* THE TASK: The answer must be every line of the records below that contains the word "struct", copied out.

(Beginning of DATASET EXCERPTS)

use std::collections::HashMap;

use async_trait::async_trait;
use tokio::sync::RwLock;
use uuid::Uuid;

use super::{JobFilter, RecordStore, ReminderFilter, StoreError, WriteBatch, WriteOp};
use crate::models::{Job, Reminder};

#[derive(Debug, Clone, Default)]
struct Tables {
    jobs: HashMap<Uuid, Job>,
    reminders: HashMap<Uuid, Reminder>,
}

impl Tables {
    fn apply(&mut self, op: WriteOp) -> Result<(), StoreError> {
        match op {
            WriteOp::InsertJob(job) => {
                self.jobs.insert(job.id, job);
            }
            WriteOp::UpdateJob {
                id,
                fields,
                updated_at,
            } => {
                let job = self
                    .jobs
                    .get_mut(&id)
                    .ok_or_else(|| StoreError::job_not_found(id))?;
                job.fields = fields;
                job.updated_at = updated_at;
            }
            WriteOp::LinkReminder {
                job_id,
                reminder_id,
            } => {
                let job = self
                    .jobs
                    .get_mut(&job_id)
                    .ok_or_else(|| StoreError::job_not_found(job_id))?;
                job.reminder_id = reminder_id;
            }
            WriteOp::DeleteJob(id) => {
                self.jobs
                    .remove(&id)
                    .ok_or_else(|| StoreError::job_not_found(id))?;
                // ON DELETE CASCADE
                self.reminders.retain(|_, r| r.job_id != id);
            }
            WriteOp::InsertReminder(reminder) => {
                if !self.jobs.contains_key(&reminder.job_id) {
                    return Err(StoreError::job_not_found(reminder.job_id));
                }
                if reminder.is_active() {
                    self.ensure_no_active(reminder.job_id, reminder.id)?;
                }
                self.reminders.insert(reminder.id, reminder);
            }
            WriteOp::UpdateReminder { id, changes } => {
                let job_id = self
                    .reminders
                    .get(&id)
                    .map(|r| r.job_id)
                    .ok_or_else(|| StoreError::reminder_not_found(id))?;
                if changes.completed == Some(false) {
                    self.ensure_no_active(job_id, id)?;
                }
                if let Some(reminder) = self.reminders.get_mut(&id) {
                    if let Some(due_date) = changes.due_date {
                        reminder.due_date = due_date;
                    }
                    if let Some(completed) = changes.completed {
                        reminder.completed = completed;
                    }
                }
            }
            WriteOp::DeleteReminder(id) => {
                self.reminders
                    .remove(&id)
                    .ok_or_else(|| StoreError::reminder_not_found(id))?;
            }
        }
        Ok(())
    }

    /// Mirrors the partial unique index on `reminders(job_id) WHERE NOT completed`.
    fn ensure_no_active(&self, job_id: Uuid, except: Uuid) -> Result<(), StoreError> {
        let clash = self
            .reminders
            .values()
            .any(|r| r.job_id == job_id && r.id != except && r.is_active());
        if clash {
            return Err(StoreError::Conflict { job_id });
        }
        Ok(())
    }
}

/// Process-local record store. Used when no database is configured, and by tests.
#[derive(Debug, Default)]
pub struct MemoryStore {
    tables: RwLock<Tables>,
}

impl MemoryStore {
    pub fn new() -> Self {
        Self::default()
    }
}

#[async_trait]
impl RecordStore for MemoryStore {
    async fn get_job(&self, id: Uuid) -> Result<Option<Job>, StoreError> {
        Ok(self.tables.read().await.jobs.get(&id).cloned())
    }

    async fn find_jobs(&self, filter: &JobFilter) -> Result<Vec<Job>, StoreError> {
        let tables = self.tables.read().await;
        Ok(tables
            .jobs
            .values()
            .filter(|job| filter.matches(job))
            .cloned()
            .collect())
    }

    async fn get_reminder(&self, id: Uuid) -> Result<Option<Reminder>, StoreError> {
        Ok(self.tables.read().await.reminders.get(&id).cloned())
    }

    async fn find_reminders(&self, filter: &ReminderFilter) -> Result<Vec<Reminder>, StoreError> {
        let tables = self.tables.read().await;
        Ok(tables
            .reminders
            .values()
            .filter(|r| filter.matches(r))
            .cloned()
            .collect())
    }

    async fn commit(&self, batch: WriteBatch) -> Result<(), StoreError> {
        let mut tables = self.tables.write().await;
        // Work on a copy so a failing op leaves the committed state untouched.
        let mut staged = tables.clone();
        for op in batch.into_ops() {
            staged.apply(op)?;
        }
        *tables = staged;
        Ok(())
    }

    async fn ping(&self) -> Result<(), StoreError> {
        Ok(())
    }
}
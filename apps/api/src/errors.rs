use axum::{
    http::StatusCode,
    response::{IntoResponse, Response},
    Json,
};
use serde::Serialize;
use serde_json::json;
use thiserror::Error;

use crate::files::FileServiceError;
use crate::store::StoreError;

/// A single form field that failed validation.
#[derive(Debug, Clone, PartialEq, Eq, Serialize)]
pub struct FieldError {
    pub field: &'static str,
    pub message: String,
}

impl FieldError {
    pub fn new(field: &'static str, message: impl Into<String>) -> Self {
        Self {
            field,
            message: message.into(),
        }
    }
}

/// Application-level error type.
/// Implements `IntoResponse` so Axum handlers can return `Result<T, AppError>`.
#[derive(Debug, Error)]
pub enum AppError {
    #[error("Not found: {0}")]
    NotFound(String),

    #[error("Validation error: {0}")]
    Validation(String),

    #[error("Validation failed for {} field(s)", .0.len())]
    InvalidFields(Vec<FieldError>),

    #[error("Unauthorized")]
    Unauthorized,

    #[error("Forbidden")]
    Forbidden,

    #[error("Conflict: {0}")]
    Conflict(String),

    #[error("Store error: {0}")]
    Store(StoreError),

    #[error("File service error: {0}")]
    FileService(#[from] FileServiceError),

    #[error("Internal server error: {0}")]
    Internal(#[from] anyhow::Error),
}

impl From<StoreError> for AppError {
    fn from(err: StoreError) -> Self {
        match err {
            StoreError::NotFound { .. } => AppError::NotFound(err.to_string()),
            StoreError::Conflict { .. } => AppError::Conflict(err.to_string()),
            other => AppError::Store(other),
        }
    }
}

impl IntoResponse for AppError {
    fn into_response(self) -> Response {
        let mut fields = None;
        let (status, code, message) = match &self {
            AppError::NotFound(msg) => (StatusCode::NOT_FOUND, "NOT_FOUND", msg.clone()),
            AppError::Validation(msg) => (StatusCode::BAD_REQUEST, "VALIDATION_ERROR", msg.clone()),
            AppError::InvalidFields(errors) => {
                fields = Some(errors.clone());
                (
                    StatusCode::BAD_REQUEST,
                    "VALIDATION_ERROR",
                    "One or more fields are invalid".to_string(),
                )
            }
            AppError::Unauthorized => (
                StatusCode::UNAUTHORIZED,
                "UNAUTHORIZED",
                "Authentication required".to_string(),
            ),
            AppError::Forbidden => (
                StatusCode::FORBIDDEN,
                "FORBIDDEN",
                "Access denied".to_string(),
            ),
            AppError::Conflict(msg) => (StatusCode::CONFLICT, "CONFLICT", msg.clone()),
            AppError::Store(e) => {
                tracing::error!("Store error: {e}");
                (
                    StatusCode::INTERNAL_SERVER_ERROR,
                    "STORE_ERROR",
                    "A storage error occurred".to_string(),
                )
            }
            AppError::FileService(e) => {
                tracing::error!("File service error: {e}");
                let message = match e {
                    // Surface the hosting service's own error text.
                    FileServiceError::Api { .. } => e.to_string(),
                    FileServiceError::Http(_) => {
                        "The file hosting service could not be reached".to_string()
                    }
                };
                (StatusCode::BAD_GATEWAY, "FILE_SERVICE_ERROR", message)
            }
            AppError::Internal(e) => {
                tracing::error!("Internal error: {e:?}");
                (
                    StatusCode::INTERNAL_SERVER_ERROR,
                    "INTERNAL_ERROR",
                    "An internal server error occurred".to_string(),
                )
            }
        };

        let mut error = json!({
            "code": code,
            "message": message
        });
        if let Some(fields) = fields {
            error["fields"] = json!(fields);
        }

        (status, Json(json!({ "error": error }))).into_response()
    }
}

#[cfg(test)]
mod tests {
    use super::*;
    use crate::store::Collection;
    use axum::body::to_bytes;
    use uuid::Uuid;

    async fn body_json(response: Response) -> serde_json::Value {
        let bytes = to_bytes(response.into_body(), usize::MAX).await.unwrap();
        serde_json::from_slice(&bytes).unwrap()
    }

    #[test]
    fn test_store_not_found_maps_to_not_found() {
        let err: AppError = StoreError::NotFound {
            collection: Collection::Reminders,
            id: Uuid::nil(),
        }
        .into();
        assert!(matches!(err, AppError::NotFound(msg) if msg.starts_with("reminders record")));
    }

    #[test]
    fn test_store_conflict_maps_to_conflict() {
        let err: AppError = StoreError::Conflict { job_id: Uuid::nil() }.into();
        assert_eq!(err.into_response().status(), StatusCode::CONFLICT);
    }

    #[test]
    fn test_corrupt_record_is_internal() {
        let err: AppError = StoreError::Corrupt("bad status".to_string()).into();
        assert_eq!(err.into_response().status(), StatusCode::INTERNAL_SERVER_ERROR);
    }

    #[tokio::test]
    async fn test_invalid_fields_body_lists_each_field() {
        let response = AppError::InvalidFields(vec![
            FieldError::new("company", "Company is required"),
            FieldError::new("title", "Job title is required"),
        ])
        .into_response();
        assert_eq!(response.status(), StatusCode::BAD_REQUEST);

        let body = body_json(response).await;
        assert_eq!(body["error"]["code"], "VALIDATION_ERROR");
        assert_eq!(body["error"]["fields"][0]["field"], "company");
        assert_eq!(body["error"]["fields"][1]["message"], "Job title is required");
    }

    #[tokio::test]
    async fn test_store_error_does_not_leak_details() {
        let response = AppError::Store(StoreError::Corrupt("secret detail".to_string()))
            .into_response();
        let body = body_json(response).await;
        assert_eq!(body["error"]["message"], "A storage error occurred");
        assert!(body["error"].get("fields").is_none());
    }

    #[tokio::test]
    async fn test_file_service_api_error_is_passed_through() {
        let response = AppError::FileService(FileServiceError::Api {
            status: 403,
            message: "Invalid API key".to_string(),
        })
        .into_response();
        assert_eq!(response.status(), StatusCode::BAD_GATEWAY);

        let body = body_json(response).await;
        assert_eq!(body["error"]["code"], "FILE_SERVICE_ERROR");
        assert_eq!(
            body["error"]["message"],
            "API error (status 403): Invalid API key"
        );
    }
}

(End of DATASET EXCERPTS)

* ANSWER TO THIS PROBLEM:
struct Tables {
pub struct MemoryStore {
pub struct FieldError {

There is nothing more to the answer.